In the data below, find every line with the string "struct" and pull it out.

[Opening Records to use section]

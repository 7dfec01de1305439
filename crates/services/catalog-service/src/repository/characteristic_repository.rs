//! Per-platform game builds.
//!
//! Empty requirement documents are stored as `NULL`, so a build read back
//! never carries `Some` of an empty document.

use async_trait::async_trait;
use sea_orm::{
    ActiveModelTrait, ColumnTrait, DatabaseConnection, EntityTrait, QueryFilter, QueryOrder, Set, TransactionTrait,
};

use super::cascade;
use super::entities::game_characteristic::{self, ActiveModel, Entity as CharacteristicEntity};
use common::{AppError, AppResult};
use domain::{DeletePolicy, GameCharacteristic, NewGameCharacteristic, SystemRequirements, UpdateGameCharacteristic};

#[cfg(any(test, feature = "test-utils"))]
use mockall::automock;

#[cfg_attr(any(test, feature = "test-utils"), automock)]
#[async_trait]
pub trait CharacteristicRepository: Send + Sync {
    async fn find_by_id(&self, id: i32) -> AppResult<Option<GameCharacteristic>>;

    /// Builds of the game, ordered by id
    async fn find_characteristics_by_game(&self, game_id: i32) -> AppResult<Vec<GameCharacteristic>>;

    /// Builds released for the platform, ordered by id
    async fn find_characteristics_by_platform(&self, platform_id: i32) -> AppResult<Vec<GameCharacteristic>>;

    async fn create(&self, characteristic: NewGameCharacteristic) -> AppResult<GameCharacteristic>;

    async fn update(&self, id: i32, changes: UpdateGameCharacteristic) -> AppResult<GameCharacteristic>;

    /// Delete a build. `Cascade` also removes its price history.
    async fn delete(&self, id: i32, policy: DeletePolicy) -> AppResult<()>;
}

pub struct CharacteristicStore {
    db: DatabaseConnection,
}

impl CharacteristicStore {
    pub fn new(db: DatabaseConnection) -> Self {
        Self { db }
    }
}

fn non_empty(requirements: Option<SystemRequirements>) -> Option<SystemRequirements> {
    requirements.filter(|r| !r.is_empty())
}

#[async_trait]
impl CharacteristicRepository for CharacteristicStore {
    async fn find_by_id(&self, id: i32) -> AppResult<Option<GameCharacteristic>> {
        let result = CharacteristicEntity::find_by_id(id)
            .one(&self.db)
            .await
            .map_err(AppError::from)?;

        Ok(result.map(GameCharacteristic::from))
    }

    async fn find_characteristics_by_game(&self, game_id: i32) -> AppResult<Vec<GameCharacteristic>> {
        let characteristics = CharacteristicEntity::find()
            .filter(game_characteristic::Column::GameId.eq(game_id))
            .order_by_asc(game_characteristic::Column::Id)
            .all(&self.db)
            .await
            .map_err(AppError::from)?;

        Ok(characteristics.into_iter().map(GameCharacteristic::from).collect())
    }

    async fn find_characteristics_by_platform(&self, platform_id: i32) -> AppResult<Vec<GameCharacteristic>> {
        let characteristics = CharacteristicEntity::find()
            .filter(game_characteristic::Column::PlatformId.eq(platform_id))
            .order_by_asc(game_characteristic::Column::Id)
            .all(&self.db)
            .await
            .map_err(AppError::from)?;

        Ok(characteristics.into_iter().map(GameCharacteristic::from).collect())
    }

    async fn create(&self, characteristic: NewGameCharacteristic) -> AppResult<GameCharacteristic> {
        let active_model = ActiveModel {
            game_id: Set(characteristic.game_id),
            platform_id: Set(characteristic.platform_id),
            filename: Set(characteristic.filename),
            filetype: Set(characteristic.filetype),
            size: Set(characteristic.size),
            minimum: Set(non_empty(characteristic.minimum)),
            recommended: Set(non_empty(characteristic.recommended)),
            ..Default::default()
        };

        let model = active_model.insert(&self.db).await.map_err(AppError::from)?;
        Ok(GameCharacteristic::from(model))
    }

    async fn update(&self, id: i32, changes: UpdateGameCharacteristic) -> AppResult<GameCharacteristic> {
        let characteristic = CharacteristicEntity::find_by_id(id)
            .one(&self.db)
            .await?
            .ok_or(AppError::NotFound)?;

        let mut active: ActiveModel = characteristic.into();

        if let Some(platform_id) = changes.platform_id {
            active.platform_id = Set(platform_id);
        }
        if let Some(filename) = changes.filename {
            active.filename = Set(filename);
        }
        if let Some(filetype) = changes.filetype {
            active.filetype = Set(filetype);
        }
        if let Some(size) = changes.size {
            active.size = Set(size);
        }
        if let Some(minimum) = changes.minimum {
            active.minimum = Set(non_empty(minimum));
        }
        if let Some(recommended) = changes.recommended {
            active.recommended = Set(non_empty(recommended));
        }

        let model = active.update(&self.db).await.map_err(AppError::from)?;
        Ok(GameCharacteristic::from(model))
    }

    async fn delete(&self, id: i32, policy: DeletePolicy) -> AppResult<()> {
        if !policy.cascades() {
            return cascade::delete_row::<CharacteristicEntity, _>(&self.db, id).await;
        }

        let txn = self.db.begin().await.map_err(AppError::from)?;
        cascade::clear_characteristic(&txn, id).await?;
        cascade::delete_row::<CharacteristicEntity, _>(&txn, id).await?;
        txn.commit().await.map_err(AppError::from)?;

        tracing::debug!(characteristic_id = id, "Characteristic deleted with price history");
        Ok(())
    }
}
//! Platforms and per-platform game builds.

use std::collections::BTreeMap;

use serde::{Deserialize, Serialize};

use crate::error::DomainResult;
use crate::update::nullable;

/// Gaming platform (PC, console family, ...)
#[derive(Debug, Clone, PartialEq, Eq, Serialize, Deserialize)]
pub struct Platform {
    pub id: i32,
    pub name: String,
}

/// Hardware requirements document stored in the `minimum` and
/// `recommended` JSON columns.
///
/// Well-known keys are typed; any other key is kept as long as its value is
/// a string. Non-object documents and non-string values are rejected.
#[derive(Debug, Clone, Default, PartialEq, Eq, Serialize, Deserialize)]
#[cfg_attr(feature = "database", derive(sea_orm::FromJsonQueryResult))]
pub struct SystemRequirements {
    #[serde(default, skip_serializing_if = "Option::is_none")]
    pub os: Option<String>,
    #[serde(default, skip_serializing_if = "Option::is_none")]
    pub processor: Option<String>,
    #[serde(default, skip_serializing_if = "Option::is_none")]
    pub memory: Option<String>,
    #[serde(default, skip_serializing_if = "Option::is_none")]
    pub graphics: Option<String>,
    #[serde(default, skip_serializing_if = "Option::is_none")]
    pub storage: Option<String>,
    #[serde(default, skip_serializing_if = "Option::is_none")]
    pub directx: Option<String>,
    #[serde(default, skip_serializing_if = "Option::is_none")]
    pub network: Option<String>,
    #[serde(default, skip_serializing_if = "Option::is_none")]
    pub notes: Option<String>,
    #[serde(flatten)]
    pub extra: BTreeMap<String, String>,
}

impl SystemRequirements {
    /// Validate an untyped JSON document.
    pub fn from_document(document: serde_json::Value) -> DomainResult<Self> {
        Ok(serde_json::from_value(document)?)
    }

    /// True when no key is set
    pub fn is_empty(&self) -> bool {
        self.os.is_none()
            && self.processor.is_none()
            && self.memory.is_none()
            && self.graphics.is_none()
            && self.storage.is_none()
            && self.directx.is_none()
            && self.network.is_none()
            && self.notes.is_none()
            && self.extra.is_empty()
    }
}

/// A downloadable build of a game, optionally tied to a platform
#[derive(Debug, Clone, PartialEq, Eq, Serialize, Deserialize)]
pub struct GameCharacteristic {
    pub id: i32,
    pub game_id: i32,
    pub platform_id: Option<i32>,
    pub filename: String,
    pub filetype: Option<String>,
    /// Size in bytes
    pub size: Option<i64>,
    pub minimum: Option<SystemRequirements>,
    pub recommended: Option<SystemRequirements>,
}

#[derive(Debug, Clone, Deserialize)]
pub struct NewGameCharacteristic {
    pub game_id: i32,
    pub platform_id: Option<i32>,
    pub filename: String,
    pub filetype: Option<String>,
    pub size: Option<i64>,
    pub minimum: Option<SystemRequirements>,
    pub recommended: Option<SystemRequirements>,
}

impl NewGameCharacteristic {
    /// A build with no platform and no metadata
    pub fn new(game_id: i32, filename: impl Into<String>) -> Self {
        Self {
            game_id,
            platform_id: None,
            filename: filename.into(),
            filetype: None,
            size: None,
            minimum: None,
            recommended: None,
        }
    }

    pub fn on_platform(mut self, platform_id: i32) -> Self {
        self.platform_id = Some(platform_id);
        self
    }
}

/// `None` leaves a column unchanged; `Some(None)` sets a nullable column to NULL
#[derive(Debug, Clone, Default, Deserialize)]
pub struct UpdateGameCharacteristic {
    #[serde(default, deserialize_with = "nullable")]
    pub platform_id: Option<Option<i32>>,
    pub filename: Option<String>,
    #[serde(default, deserialize_with = "nullable")]
    pub filetype: Option<Option<String>>,
    #[serde(default, deserialize_with = "nullable")]
    pub size: Option<Option<i64>>,
    #[serde(default, deserialize_with = "nullable")]
    pub minimum: Option<Option<SystemRequirements>>,
    #[serde(default, deserialize_with = "nullable")]
    pub recommended: Option<Option<SystemRequirements>>,
}

#[cfg(test)]
mod tests {
    use super::*;
    use serde_json::json;

    #[test]
    fn test_requirements_keep_known_and_extra_keys() {
        let doc = json!({
            "os": "Windows 10",
            "memory": "8 GB",
            "vr": "SteamVR headset"
        });

        let reqs = SystemRequirements::from_document(doc.clone()).unwrap();
        assert_eq!(reqs.os.as_deref(), Some("Windows 10"));
        assert_eq!(reqs.memory.as_deref(), Some("8 GB"));
        assert_eq!(reqs.extra.get("vr").map(String::as_str), Some("SteamVR headset"));

        assert_eq!(serde_json::to_value(&reqs).unwrap(), doc);
    }

    #[test]
    fn test_requirements_reject_non_string_values() {
        assert!(SystemRequirements::from_document(json!({ "memory": 8 })).is_err());
        assert!(SystemRequirements::from_document(json!({ "cores": 4 })).is_err());
    }

    #[test]
    fn test_requirements_reject_non_object() {
        assert!(SystemRequirements::from_document(json!(["Windows"])).is_err());
        assert!(SystemRequirements::from_document(json!("Windows")).is_err());
    }

    #[test]
    fn test_new_characteristic_has_no_platform() {
        let build = NewGameCharacteristic::new(1, "f.txt");
        assert_eq!(build.platform_id, None);
        assert_eq!(build.on_platform(3).platform_id, Some(3));
    }

    #[test]
    fn test_update_can_detach_platform() {
        let changes: UpdateGameCharacteristic =
            serde_json::from_value(json!({ "platform_id": null, "size": 1024 })).unwrap();

        assert_eq!(changes.platform_id, Some(None));
        assert_eq!(changes.size, Some(Some(1024)));
        assert!(changes.filetype.is_none());
        assert!(changes.recommended.is_none());
    }

    #[test]
    fn test_empty_requirements() {
        let reqs = SystemRequirements::from_document(json!({})).unwrap();
        assert!(reqs.is_empty());
    }
}
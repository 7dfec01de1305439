//! Catalog Service Library
//!
//! Persistence layer of the game catalog: SeaORM entities and migrations,
//! repositories with explicit relationship queries, and the catalog service
//! that assembles the nested read views.

pub mod config;
pub mod infra;
pub mod repository;
pub mod service;

use tracing::info;

use common::AppResult;
use domain::{CreateUser, User, UserRole};

use crate::config::CatalogServiceConfig;
use crate::infra::Database;
use crate::repository::Repositories;
use crate::service::{CatalogManager, CatalogService};

/// Connect, migrate and wire the service over the shared pool.
pub async fn build_service(config: &CatalogServiceConfig) -> AppResult<CatalogManager> {
    let db = Database::connect(&config.database).await?;
    let repos = Repositories::new(db.get_connection());

    Ok(CatalogManager::new(repos))
}

/// Run migrations (for CLI commands).
pub async fn run_migrations(action: MigrateAction) -> Result<(), Box<dyn std::error::Error>> {
    let config = CatalogServiceConfig::from_env();
    let db = Database::connect_without_migrations(&config.database).await?;

    match action {
        MigrateAction::Up => {
            db.run_migrations().await?;
            info!("Migrations applied successfully");
        }
        MigrateAction::Down => {
            db.rollback_migration().await?;
            info!("Rolled back last migration");
        }
        MigrateAction::Status => {
            let status = db.migration_status().await?;
            for (name, applied) in status {
                let marker = if applied { "[x]" } else { "[ ]" };
                println!("{} {}", marker, name);
            }
        }
        MigrateAction::Fresh => {
            db.fresh_migrations().await?;
            info!("Database reset and migrations applied");
        }
    }

    Ok(())
}

/// Migration action type.
#[derive(Debug, Clone, Copy)]
pub enum MigrateAction {
    Up,
    Down,
    Status,
    Fresh,
}

/// Register a user from the command line.
pub async fn add_user(email: String, password: String, role: UserRole) -> Result<User, Box<dyn std::error::Error>> {
    let config = CatalogServiceConfig::from_env();
    let service = build_service(&config).await?;

    let user = service
        .register_user(CreateUser {
            email,
            password,
            role,
            profile: Default::default(),
        })
        .await
        .map_err(|e| {
            tracing::warn!(code = e.code(), "User registration failed: {}", e);
            e.user_message()
        })?;

    Ok(user)
}

/// Check that the configured database answers.
pub async fn ping() -> Result<(), Box<dyn std::error::Error>> {
    let config = CatalogServiceConfig::from_env();
    let db = Database::connect_without_migrations(&config.database).await?;
    db.ping().await?;

    info!("Database reachable");
    Ok(())
}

[Closing Records to use section]

#### [Exercise answer]
pub struct CharacteristicStore {
pub struct Platform {
pub struct SystemRequirements {
pub struct GameCharacteristic {
pub struct NewGameCharacteristic {
pub struct UpdateGameCharacteristic {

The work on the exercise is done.